Malgré son côté pratique (et désormais presque indispensable), Internet est aussi un lieu de criminalité, et beaucoup de Japonais s'en méfient. Depuis le début de l'année, le nombre de plaintes concernant la toile a encore augmenté.

Plus de 18 500, soit une augmentation de 75% sur un an : c'est le nombre d'appels qu'a reçu le numéro mis en place par l'Agence Nationale de la Police pour signaler les sites Internet frauduleux ou illégaux durant la première moitié de cette année.

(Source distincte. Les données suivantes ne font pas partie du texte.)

//! # Power Event Repository
//!
//! Append-only history of power transitions. A trigger in the schema
//! rejects any UPDATE, so rows can only be inserted or aged out.

use sqlx::SqlitePool;

use super::{from_millis, to_millis};
use crate::error::DbResult;
use meridian_core::{NewPowerEvent, PowerEvent, PowerEventType, PowerState, RecoveryStatus};

#[derive(Debug, sqlx::FromRow)]
struct PowerEventRow {
    id: i64,
    terminal_id: String,
    event_type: PowerEventType,
    power_state: PowerState,
    battery_level: Option<f64>,
    estimated_runtime_minutes: Option<i64>,
    affected_transactions: i64,
    recovery_status: Option<RecoveryStatus>,
    notes: Option<String>,
    occurred_ms: i64,
}

impl PowerEventRow {
    fn into_event(self) -> DbResult<PowerEvent> {
        Ok(PowerEvent {
            occurred_at: from_millis("power_event", self.id, self.occurred_ms)?,
            id: self.id,
            terminal_id: self.terminal_id,
            event_type: self.event_type,
            power_state: self.power_state,
            battery_level: self.battery_level.map(|level| level as f32),
            estimated_runtime_minutes: self.estimated_runtime_minutes,
            affected_transactions: self.affected_transactions,
            recovery_status: self.recovery_status,
            notes: self.notes,
        })
    }
}

#[derive(Debug, Clone)]
pub struct PowerEventRepository {
    pool: SqlitePool,
}

impl PowerEventRepository {
    pub fn new(pool: SqlitePool) -> Self {
        PowerEventRepository { pool }
    }

    /// Appends an event and returns its id.
    pub async fn append(&self, event: &NewPowerEvent) -> DbResult<i64> {
        let id: i64 = sqlx::query_scalar(
            r#"
            INSERT INTO power_events (
                terminal_id, event_type, power_state, battery_level,
                estimated_runtime_minutes, affected_transactions, recovery_status,
                notes, occurred_ms
            ) VALUES (?1, ?2, ?3, ?4, ?5, ?6, ?7, ?8, ?9)
            RETURNING id
            "#,
        )
        .bind(&event.terminal_id)
        .bind(event.event_type)
        .bind(event.power_state)
        .bind(event.battery_level.map(f64::from))
        .bind(event.estimated_runtime_minutes)
        .bind(event.affected_transactions)
        .bind(event.recovery_status)
        .bind(&event.notes)
        .bind(to_millis(event.occurred_at))
        .fetch_one(&self.pool)
        .await?;

        Ok(id)
    }

    /// Newest events first, optionally of one type.
    pub async fn recent(
        &self,
        terminal_id: &str,
        event_type: Option<PowerEventType>,
        limit: u32,
    ) -> DbResult<Vec<PowerEvent>> {
        let rows: Vec<PowerEventRow> = sqlx::query_as(
            r#"
            SELECT id, terminal_id, event_type, power_state, battery_level,
                   estimated_runtime_minutes, affected_transactions, recovery_status,
                   notes, occurred_ms
            FROM power_events
            WHERE terminal_id = ?1 AND (?2 IS NULL OR event_type = ?2)
            ORDER BY occurred_ms DESC, id DESC
            LIMIT ?3
            "#,
        )
        .bind(terminal_id)
        .bind(event_type)
        .bind(limit)
        .fetch_all(&self.pool)
        .await?;

        rows.into_iter().map(PowerEventRow::into_event).collect()
    }

    pub async fn latest(&self, terminal_id: &str) -> DbResult<Option<PowerEvent>> {
        Ok(self.recent(terminal_id, None, 1).await?.into_iter().next())
    }
}

#[cfg(test)]
mod tests {
    use super::*;
    use crate::{Database, DbConfig};
    use chrono::{Duration, Utc};

    fn event(event_type: PowerEventType, state: PowerState, secs_ago: i64) -> NewPowerEvent {
        NewPowerEvent {
            terminal_id: "TERM-A".into(),
            event_type,
            power_state: state,
            battery_level: Some(62.5),
            estimated_runtime_minutes: Some(18),
            affected_transactions: 1,
            recovery_status: None,
            notes: None,
            occurred_at: meridian_core::storage_precision(Utc::now() - Duration::seconds(secs_ago)),
        }
    }

    #[tokio::test]
    async fn test_recent_filters_and_orders() {
        let db = Database::new(DbConfig::in_memory()).await.unwrap();
        let repo = db.power_events();
        repo.append(&event(PowerEventType::PowerCut, PowerState::OnBattery, 30))
            .await
            .unwrap();
        repo.append(&event(PowerEventType::BatteryLow, PowerState::LowBattery, 20))
            .await
            .unwrap();
        repo.append(&event(PowerEventType::PowerRestored, PowerState::Online, 10))
            .await
            .unwrap();

        let all = repo.recent("TERM-A", None, 10).await.unwrap();
        assert_eq!(all.len(), 3);
        assert_eq!(all[0].event_type, PowerEventType::PowerRestored);
        assert_eq!(all[0].battery_level, Some(62.5));

        let cuts = repo
            .recent("TERM-A", Some(PowerEventType::PowerCut), 10)
            .await
            .unwrap();
        assert_eq!(cuts.len(), 1);
        assert_eq!(cuts[0].power_state, PowerState::OnBattery);

        assert!(repo.recent("TERM-B", None, 10).await.unwrap().is_empty());
    }

    #[tokio::test]
    async fn test_events_cannot_be_rewritten() {
        let db = Database::new(DbConfig::in_memory()).await.unwrap();
        let id = db
            .power_events()
            .append(&event(PowerEventType::PowerCut, PowerState::OnBattery, 0))
            .await
            .unwrap();

        let rewritten = sqlx::query("UPDATE power_events SET notes = 'edited' WHERE id = ?1")
            .bind(id)
            .execute(db.pool())
            .await;
        assert!(rewritten.is_err());
    }
}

Une augmentation en grande partie due aux sites de pornographie infantile, selon la police, rapporte le Japan Times. Très présente sur l'Internet japonais, la pédo-pornographie avait en effet connu en 2009 un bond de près de 40%, en grande partie grâce à la toile.
Autres comportements déviants observés sur le net japonais, l'organisation de suicides collectifs, et même des appels d'offres pour tueurs à gage.
Sans compter l'utilisation du réseau par les organisations criminelles : il n'est en effet pas rare que celles-ci utilisent Internet pour trouver des personnes prêtes à céder leurs documents d'identité pour de l'argent.
Ainsi, rapporte le Japan Times, un japonais recherché en Thaïlande avait pu obtenir un nouveau passeport en utilisant le certificat d'enregistrement et le numéro de sécurité sociale qu'avait vendu à son organisation un quidam.
Parallèlement, depuis le développement d'Internet, le cyber-crime a également connu un essor fulgurant, notamment en 2006, ou le nombre des délits commis sur la toîle avait bondi de 40%.
Les Japonais semblent d'ailleurs assez méfiants vis-à-vis du net. Selon des chiffres publiés en 2009 par la société d'antivirus Symantec, bien qu'ils soient ceux qui subissent le moins d'aggressions informatiques (11% en ont déjà été victimes, contre 23% pour les Français), ils sont aussi ceux qui les craignent le plus (55% contre 28%).
Mais cette relative "cyber-crainte" ne risque apparemment pas de faire diminuer le nombre d'usagers d'Internet : en mars dernier, un sondage révélait que 84% des internautes japonais ne pouvaient pas s'en passer.